Маран побледнел от бешенства. Дан увидел, как судорожно сжались пальцы его рук, по привычке наполовину засунутых в узкие карманы, казалось, сейчас он ударит Дора, но он сдержал себя усилием воли, резко повернулся и пошел прочь. Дина рванулась было за ним, но Поэт поймал ее за руку.
— Не надо. Он справится сам. — И Дору: — Зря ты так.
— Нет, не зря, — сказал Дор упрямо. — Сколько прошло месяцев с тех пор, как он трепался о необходимости поддерживать авторитет власти и о рабстве бакнианской души? А теперь вдруг стал считать рабов за людей, да? Чистеньким хочет быть — он!
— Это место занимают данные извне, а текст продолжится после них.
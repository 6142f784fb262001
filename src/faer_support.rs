//! faer adapters for tape queries.
//!
//! Thin wrappers accepting `faer::Col<f64>` and returning `faer::Col<f64>` / `faer::Mat<f64>`.

use faer::{Col, Mat};

use crate::active::Active;
use crate::bytecode_tape::BytecodeTape;
use crate::error::Result;

fn to_vec(x: &Col<f64>) -> Vec<f64> {
    (0..x.nrows()).map(|i| x[i]).collect()
}

fn rows_to_mat(rows: &[Vec<f64>], ncols: usize) -> Mat<f64> {
    Mat::from_fn(rows.len(), ncols, |i, j| rows[i][j])
}

/// Record a function and compute its gradient, returning `(value, gradient)`.
pub fn grad_faer(
    f: impl FnOnce(&[Active<f64>]) -> Active<f64>,
    x: &Col<f64>,
) -> Result<(f64, Col<f64>)> {
    let xs = to_vec(x);
    let (tape, val) = crate::api::record(f, &xs)?;
    let g = tape.gradient(&xs, 0)?;
    Ok((val, Col::from_fn(g.len(), |i| g[i])))
}

/// Compute the Jacobian of a multi-output function, returning `Mat<f64>`.
pub fn jacobian_faer(
    f: impl FnOnce(&[Active<f64>]) -> Vec<Active<f64>>,
    x: &Col<f64>,
) -> Result<Mat<f64>> {
    let xs = to_vec(x);
    let (tape, _) = crate::api::record_multi(f, &xs)?;
    let jac = tape.jacobian(&xs)?;
    Ok(rows_to_mat(&jac, xs.len()))
}

/// Evaluate outputs on a pre-recorded tape.
pub fn tape_forward_faer(tape: &BytecodeTape<f64>, x: &Col<f64>) -> Result<Col<f64>> {
    let y = tape.forward(&to_vec(x))?;
    Ok(Col::from_fn(y.len(), |i| y[i]))
}

/// Evaluate the Jacobian on a pre-recorded tape.
pub fn tape_jacobian_faer(tape: &BytecodeTape<f64>, x: &Col<f64>) -> Result<Mat<f64>> {
    let xs = to_vec(x);
    let jac = tape.jacobian(&xs)?;
    Ok(rows_to_mat(&jac, xs.len()))
}

/// Evaluate the Hessian of output `output` on a pre-recorded tape.
pub fn tape_hessian_faer(
    tape: &BytecodeTape<f64>,
    x: &Col<f64>,
    output: usize,
) -> Result<Mat<f64>> {
    let xs = to_vec(x);
    let hess = tape.hessian(&xs, output)?;
    Ok(rows_to_mat(&hess, xs.len()))
}
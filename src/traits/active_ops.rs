//! `std::ops` implementations for [`Active<F>`].
//!
//! Each operator records an opcode to the active bytecode tape unless both
//! operands are constants.

use std::cmp::Ordering;
use std::ops::{Add, AddAssign, Div, DivAssign, Mul, MulAssign, Neg, Sub, SubAssign};

use crate::active::{record_binary, record_unary, Active};
use crate::bytecode_tape::TapeThreadLocal;
use crate::float::Float;
use crate::opcode::OpCode;

// ──────────────────────────────────────────────
//  Active<F> ↔ Active<F> operators
// ──────────────────────────────────────────────

impl<F: TapeThreadLocal> Add for Active<F> {
    type Output = Self;
    #[inline]
    fn add(self, rhs: Self) -> Self {
        record_binary(self, rhs, OpCode::Add, self.value + rhs.value)
    }
}

impl<F: TapeThreadLocal> Sub for Active<F> {
    type Output = Self;
    #[inline]
    fn sub(self, rhs: Self) -> Self {
        record_binary(self, rhs, OpCode::Sub, self.value - rhs.value)
    }
}

impl<F: TapeThreadLocal> Mul for Active<F> {
    type Output = Self;
    #[inline]
    fn mul(self, rhs: Self) -> Self {
        record_binary(self, rhs, OpCode::Mul, self.value * rhs.value)
    }
}

impl<F: TapeThreadLocal> Div for Active<F> {
    type Output = Self;
    #[inline]
    fn div(self, rhs: Self) -> Self {
        record_binary(self, rhs, OpCode::Div, self.value / rhs.value)
    }
}

impl<F: TapeThreadLocal> Neg for Active<F> {
    type Output = Self;
    #[inline]
    fn neg(self) -> Self {
        record_unary(self, OpCode::Neg, -self.value)
    }
}

// Assign variants delegate to the binary ops.
impl<F: TapeThreadLocal> AddAssign for Active<F> {
    #[inline]
    fn add_assign(&mut self, rhs: Self) {
        *self = *self + rhs;
    }
}

impl<F: TapeThreadLocal> SubAssign for Active<F> {
    #[inline]
    fn sub_assign(&mut self, rhs: Self) {
        *self = *self - rhs;
    }
}

impl<F: TapeThreadLocal> MulAssign for Active<F> {
    #[inline]
    fn mul_assign(&mut self, rhs: Self) {
        *self = *self * rhs;
    }
}

impl<F: TapeThreadLocal> DivAssign for Active<F> {
    #[inline]
    fn div_assign(&mut self, rhs: Self) {
        *self = *self / rhs;
    }
}

// ──────────────────────────────────────────────
//  Mixed ops: Active<F> with primitive floats
// ──────────────────────────────────────────────

// The primitive is treated as an untracked constant and promoted to a `Const`
// entry only if the other operand is tracked.
macro_rules! impl_active_scalar_ops {
    ($f:ty) => {
        impl Add<$f> for Active<$f> {
            type Output = Active<$f>;
            #[inline]
            fn add(self, rhs: $f) -> Active<$f> {
                self + Active::constant(rhs)
            }
        }

        impl Add<Active<$f>> for $f {
            type Output = Active<$f>;
            #[inline]
            fn add(self, rhs: Active<$f>) -> Active<$f> {
                Active::constant(self) + rhs
            }
        }

        impl Sub<$f> for Active<$f> {
            type Output = Active<$f>;
            #[inline]
            fn sub(self, rhs: $f) -> Active<$f> {
                self - Active::constant(rhs)
            }
        }

        impl Sub<Active<$f>> for $f {
            type Output = Active<$f>;
            #[inline]
            fn sub(self, rhs: Active<$f>) -> Active<$f> {
                Active::constant(self) - rhs
            }
        }

        impl Mul<$f> for Active<$f> {
            type Output = Active<$f>;
            #[inline]
            fn mul(self, rhs: $f) -> Active<$f> {
                self * Active::constant(rhs)
            }
        }

        impl Mul<Active<$f>> for $f {
            type Output = Active<$f>;
            #[inline]
            fn mul(self, rhs: Active<$f>) -> Active<$f> {
                Active::constant(self) * rhs
            }
        }

        impl Div<$f> for Active<$f> {
            type Output = Active<$f>;
            #[inline]
            fn div(self, rhs: $f) -> Active<$f> {
                self / Active::constant(rhs)
            }
        }

        impl Div<Active<$f>> for $f {
            type Output = Active<$f>;
            #[inline]
            fn div(self, rhs: Active<$f>) -> Active<$f> {
                Active::constant(self) / rhs
            }
        }
    };
}

impl_active_scalar_ops!(f32);
impl_active_scalar_ops!(f64);

// Comparisons look at the primal value only; they are not recorded.
impl<F: Float> PartialEq for Active<F> {
    #[inline]
    fn eq(&self, other: &Self) -> bool {
        self.value == other.value
    }
}

impl<F: Float> PartialOrd for Active<F> {
    #[inline]
    fn partial_cmp(&self, other: &Self) -> Option<Ordering> {
        self.value.partial_cmp(&other.value)
    }
}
— Откуда эта злоба, Дор? — изумленно спросила Дина. — Нельзя так. Это не по-дружески.
— Это просто не по-человечески, — рассердился Поэт. — Чего ты от него хочешь, не понимаю.
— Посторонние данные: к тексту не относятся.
//! nalgebra adapters for tape queries.
//!
//! Thin wrappers accepting `DVector<F>` and returning `DVector<F>` / `DMatrix<F>`.

use nalgebra::{DMatrix, DVector};

use crate::active::Active;
use crate::bytecode_tape::{BytecodeTape, TapeThreadLocal};
use crate::error::Result;
use crate::float::Float;

fn rows_to_matrix<F: Float>(rows: Vec<Vec<F>>, ncols: usize) -> DMatrix<F> {
    let nrows = rows.len();
    let flat: Vec<F> = rows.into_iter().flatten().collect();
    DMatrix::from_row_slice(nrows, ncols, &flat)
}

/// Record a function, compute value and gradient, returning `(value, DVector)`.
pub fn grad_nalgebra<F: TapeThreadLocal>(
    f: impl FnOnce(&[Active<F>]) -> Active<F>,
    x: &DVector<F>,
) -> Result<(F, DVector<F>)> {
    let xs = x.as_slice();
    let (tape, val) = crate::api::record(f, xs)?;
    let g = tape.gradient(xs, 0)?;
    Ok((val, DVector::from_vec(g)))
}

/// Compute the Jacobian of a multi-output function, returning `DMatrix<F>`.
///
/// Returns `J[(i, j)] = ∂f_i/∂x_j`.
pub fn jacobian_nalgebra<F: TapeThreadLocal>(
    f: impl FnOnce(&[Active<F>]) -> Vec<Active<F>>,
    x: &DVector<F>,
) -> Result<DMatrix<F>> {
    let xs = x.as_slice();
    let (tape, _) = crate::api::record_multi(f, xs)?;
    let jac = tape.jacobian(xs)?;
    Ok(rows_to_matrix(jac, xs.len()))
}

/// Evaluate outputs on a pre-recorded tape.
pub fn tape_forward_nalgebra<F: Float>(tape: &BytecodeTape<F>, x: &DVector<F>) -> Result<DVector<F>> {
    Ok(DVector::from_vec(tape.forward(x.as_slice())?))
}

/// Evaluate the Jacobian on a pre-recorded tape.
pub fn tape_jacobian_nalgebra<F: Float>(tape: &BytecodeTape<F>, x: &DVector<F>) -> Result<DMatrix<F>> {
    let jac = tape.jacobian(x.as_slice())?;
    Ok(rows_to_matrix(jac, x.len()))
}

/// Evaluate the Hessian of output `output` on a pre-recorded tape.
pub fn tape_hessian_nalgebra<F: Float>(
    tape: &BytecodeTape<F>,
    x: &DVector<F>,
    output: usize,
) -> Result<DMatrix<F>> {
    let hess = tape.hessian(x.as_slice(), output)?;
    Ok(rows_to_matrix(hess, x.len()))
}
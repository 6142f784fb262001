pub mod active_ops;
pub mod dual_ops;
— Я хочу, чтоб он не забывал, кем служил у Изия…
— А он и не забывает, — оборвал его Поэт.
— Как тебе не стыдно, Дор? — горестно сказала Дина. — Он спасал людей. Он сохранил картины Лея и бесценные реликвии из дворца Расти… я говорю только о том, что касается лично меня…
— Спасал, верно. Одного из ста, а остальные? Да и то, сначала он должен был очухаться. Когда это произошло? Год назад, два, пять? Только не говорите мне, что в самом начале, тогда он просто не пошел бы в Охрану… Пусть пять лет! А что было до того? Что он успел натворить? Небось служил верой и правдой!
— А ты, конечно, во всем разобрался сразу? — спросил Поэт зло. — В первый же день, как Изий пришел к власти, ты взглянул на него и определил, что он убийца и скот. Так?
— Я — нет, но…
— Какое еще «но»? И я — нет. И он — нет. Ошибся человек, понимаешь ты, ошибся! Оставь ты его в покое, ему и без тебя тошно.
— Не оставлю. Я не хочу, чтоб он всех развенчал, а сам благополучно остался в стороне. Это нечестно.
— А он и не собирается оставаться в стороне, — вмешался Дан.
— Вот как? — издевательски процедил сквозь зубы Дор. — Может, он еще и в отставку подаст?
Поэт и Дан переглянулись.
— Ладно уж. Поднимемся к Дине, просветим этого обормота, — предложил Поэт.
— Это меня, что ли? — воинственно спросил Дор.
— Тебя, тебя…
Маран явился домой под утро. Дан не спал, лежал в темноте, оставив дверь в смежную комнату открытой. Он скорее угадал присутствие Марана, чем услышал его. Беззвучно отворилась входная дверь, Маран прошел к себе в спальню, отдернул занавеску, распахнул окно, все это совершенно бесшумно, Дан только увидел его силуэт в голубоватом свете Мины… Рэта уже зашла, но меньшая из лун, Мина, висела низко над горами… Какое-то время Маран стоял, глядя в небо, потом повернулся к стоявшему под окном рабочему столу, открыл бутылку карны, налил себе, выпил — как всегда, ни звона стекла, ни шума льющейся струи, и сел в кресло у стола. Долго сидел неподвижно, потом, наверно, протянул руку, до Дана донесся первый звук — протяжный голос струн ситы.